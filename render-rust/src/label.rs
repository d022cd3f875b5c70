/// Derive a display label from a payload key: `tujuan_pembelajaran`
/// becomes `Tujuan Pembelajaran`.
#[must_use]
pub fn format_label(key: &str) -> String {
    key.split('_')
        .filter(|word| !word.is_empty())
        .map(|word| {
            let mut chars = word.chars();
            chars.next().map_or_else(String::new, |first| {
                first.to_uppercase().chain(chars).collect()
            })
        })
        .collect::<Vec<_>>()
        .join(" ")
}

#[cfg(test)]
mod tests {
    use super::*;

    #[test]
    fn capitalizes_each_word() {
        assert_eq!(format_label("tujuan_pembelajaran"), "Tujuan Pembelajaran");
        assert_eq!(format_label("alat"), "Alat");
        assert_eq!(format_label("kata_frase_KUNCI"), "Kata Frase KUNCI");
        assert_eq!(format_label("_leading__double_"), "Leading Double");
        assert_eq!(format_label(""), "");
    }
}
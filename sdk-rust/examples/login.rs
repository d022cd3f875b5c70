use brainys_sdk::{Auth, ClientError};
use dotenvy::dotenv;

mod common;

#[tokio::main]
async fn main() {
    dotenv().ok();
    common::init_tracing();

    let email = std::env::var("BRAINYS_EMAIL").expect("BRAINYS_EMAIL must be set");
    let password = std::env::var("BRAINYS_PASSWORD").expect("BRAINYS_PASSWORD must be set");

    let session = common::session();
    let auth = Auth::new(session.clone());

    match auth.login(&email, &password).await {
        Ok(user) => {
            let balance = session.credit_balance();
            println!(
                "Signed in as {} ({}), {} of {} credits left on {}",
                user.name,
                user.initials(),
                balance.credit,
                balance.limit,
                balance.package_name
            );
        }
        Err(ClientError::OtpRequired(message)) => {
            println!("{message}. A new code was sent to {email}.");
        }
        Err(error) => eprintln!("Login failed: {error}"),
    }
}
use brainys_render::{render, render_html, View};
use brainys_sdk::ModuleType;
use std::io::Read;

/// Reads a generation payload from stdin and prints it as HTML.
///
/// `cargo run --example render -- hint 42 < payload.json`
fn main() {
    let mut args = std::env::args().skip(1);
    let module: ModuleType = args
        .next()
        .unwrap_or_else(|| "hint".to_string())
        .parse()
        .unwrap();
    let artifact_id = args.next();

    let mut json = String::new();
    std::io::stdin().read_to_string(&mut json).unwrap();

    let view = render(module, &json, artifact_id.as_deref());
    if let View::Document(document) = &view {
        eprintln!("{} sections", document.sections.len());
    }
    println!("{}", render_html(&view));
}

How to complete this task: Extract every record and return it verbatim.

Exercise response:
filename render-rust/src/label.rs
repository d022cd3f875b5c70
/// Derive a display label from a payload key: `tujuan_pembelajaran`
/// becomes `Tujuan Pembelajaran`.
#[must_use]
pub fn format_label(key: &str) -> String {
    key.split('_')
        .filter(|word| !word.is_empty())
        .map(|word| {
            let mut chars = word.chars();
            chars.next().map_or_else(String::new, |first| {
                first.to_uppercase().chain(chars).collect()
            })
        })
        .collect::<Vec<_>>()
        .join(" ")
}

#[cfg(test)]
mod tests {
    use super::*;

    #[test]
    fn capitalizes_each_word() {
        assert_eq!(format_label("tujuan_pembelajaran"), "Tujuan Pembelajaran");
        assert_eq!(format_label("alat"), "Alat");
        assert_eq!(format_label("kata_frase_KUNCI"), "Kata Frase KUNCI");
        assert_eq!(format_label("_leading__double_"), "Leading Double");
        assert_eq!(format_label(""), "");
    }
}
filename sdk-rust/examples/login.rs
repository d022cd3f875b5c70
use brainys_sdk::{Auth, ClientError};
use dotenvy::dotenv;

mod common;

#[tokio::main]
async fn main() {
    dotenv().ok();
    common::init_tracing();

    let email = std::env::var("BRAINYS_EMAIL").expect("BRAINYS_EMAIL must be set");
    let password = std::env::var("BRAINYS_PASSWORD").expect("BRAINYS_PASSWORD must be set");

    let session = common::session();
    let auth = Auth::new(session.clone());

    match auth.login(&email, &password).await {
        Ok(user) => {
            let balance = session.credit_balance();
            println!(
                "Signed in as {} ({}), {} of {} credits left on {}",
                user.name,
                user.initials(),
                balance.credit,
                balance.limit,
                balance.package_name
            );
        }
        Err(ClientError::OtpRequired(message)) => {
            println!("{message}. A new code was sent to {email}.");
        }
        Err(error) => eprintln!("Login failed: {error}"),
    }
}
use brainys_render::{render, render_html, View};
use brainys_sdk::ModuleType;
use std::io::Read;

/// Reads a generation payload from stdin and prints it as HTML.
///
/// `cargo run --example render -- hint 42 < payload.json`
fn main() {
    let mut args = std::env::args().skip(1);
    let module: ModuleType = args
        .next()
        .unwrap_or_else(|| "hint".to_string())
        .parse()
        .unwrap();
    let artifact_id = args.next();

    let mut json = String::new();
    std::io::stdin().read_to_string(&mut json).unwrap();

    let view = render(module, &json, artifact_id.as_deref());
    if let View::Document(document) = &view {
        eprintln!("{} sections", document.sections.len());
    }
    println!("{}", render_html(&view));
}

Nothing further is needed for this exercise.